For decades, the Ivorian health system has strengthened social and economic inequalities. This is because the country had the ambition (mainly pursued in more affluent times) of establishing a health system based on the French model; however, the latter’s patterns of hospital organization and university training were not modified in the slightest, and the system was weighed down by a bureaucratic and corporative spirit. The concentration of equipment and qualified personnel in Abidjan, the state of neglect of the rural health units, the disorganization reigning in the PSP until very recent years, and the preponderance of professional and commercial interests in the formulation of health policies (e.g. as regards supplies of pharmaceutical products) have led to some very obvious repercussions: Côte d’Ivoire has a per capita GNP three times larger than those of its neighbors in the Sahel, but its health indicators are scarcely any better than theirs.

Because of these structural shortcomings, the public finances allocated to health benefit the rich more than the poor. By combining the standard-of-living study’s findings regarding the use of health services with a detailed study of the applications of government subsidies, a recent study reached the conclusion that: "... per capita health subsidies in rural areas are 34% lower than they are in urban areas, [...] the subsidy going to the poorest quintile is 64% lower than that received by the upper quintile." ([9] page 11.) In other words, in Côte d’Ivoire -- as in other countries -- using health services is a way of obtaining government assistance, but (and this is a comparatively original feature) nowadays in Côte d’Ivoire the rich receive more of this assistance than the poor.
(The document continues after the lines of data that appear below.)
//! Event bus backed notification sender and its delivery log

use async_trait::async_trait;
use tracing::info;

use super::event_bus::SharedEventBus;
use super::events::Event;
use crate::application::ports::{NotificationError, NotificationSender};
use crate::shared::ShutdownSignal;

/// Publishes notifications to the in-process event bus.
#[derive(Clone)]
pub struct EventBusNotifier {
    bus: SharedEventBus,
}

impl EventBusNotifier {
    pub fn new(bus: SharedEventBus) -> Self {
        Self { bus }
    }
}

#[async_trait]
impl NotificationSender for EventBusNotifier {
    async fn send(&self, event: Event) -> Result<(), NotificationError> {
        if self.bus.publish(event) == 0 {
            return Err(NotificationError::NoReceivers);
        }
        Ok(())
    }
}

/// Record every published event until shutdown.
pub fn spawn_delivery_logger(
    bus: SharedEventBus,
    shutdown: ShutdownSignal,
) -> tokio::task::JoinHandle<()> {
    let mut subscriber = bus.subscribe();
    tokio::spawn(async move {
        loop {
            tokio::select! {
                _ = shutdown.wait() => break,
                message = subscriber.recv() => {
                    let Some(message) = message else { break };
                    let payload = serde_json::to_string(&message.event).unwrap_or_default();
                    info!(
                        event_id = %message.id,
                        event_type = message.event.event_type(),
                        user_id = message.event.user_id(),
                        payload = %payload,
                        "Notification delivered"
                    );
                }
            }
        }
        info!("Delivery logger stopped");
    })
}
This is because the poorest patients hardly use anything but the first level of care, whereas the Government provides very generous subsidies for the tertiary level, which in practice serves the richest patients. Consequently, public-sector health care in Côte d’Ivoire is a mechanism for reverse wealth redistribution (another one -- albeit to a lesser extent -- being education; see [9]).

It should also be noted, for example, that average per capita spending on modern drugs differs by a ratio of 1:60 between the first and tenth deciles in the breakdown of total per capita consumer spending, and that the spread is very much larger in the case of consultations (1:300), and is enormous (contrary to all expectations) in the case of expenditures on hospitalization (1:3,000!). There is an absolutely extraordinary degree of injustice, therefore, in the use of modern health-care systems, as illustrated in the following chart (showing total household expenditures on health, together with spending on traditional medicine and modern medicine). This should certainly provide food for thought for health specialists.

 

 

Source : 1993 Household Survey (INS)

 

The Initiative is, therefore, fundamentally unjust, at least in the case of Côte d’Ivoire; however, it will be favorably received because it will make the international organizations feel good, because it will allow the country to receive assistance, and because the country’s population is used to having an unjust health system. Nevertheless, given that the Initiative inevitably raises the questions of what the priorities in the health system should be and what criteria should be applied when selecting the patients to benefit from the available resources, while at the same time making it necessary to define the roles of the State and civil society (private enterprises, households, and associations or other nonprofit organizations), it is clearly a step in the right direction; i.e. toward control of the health system by nonspecialists.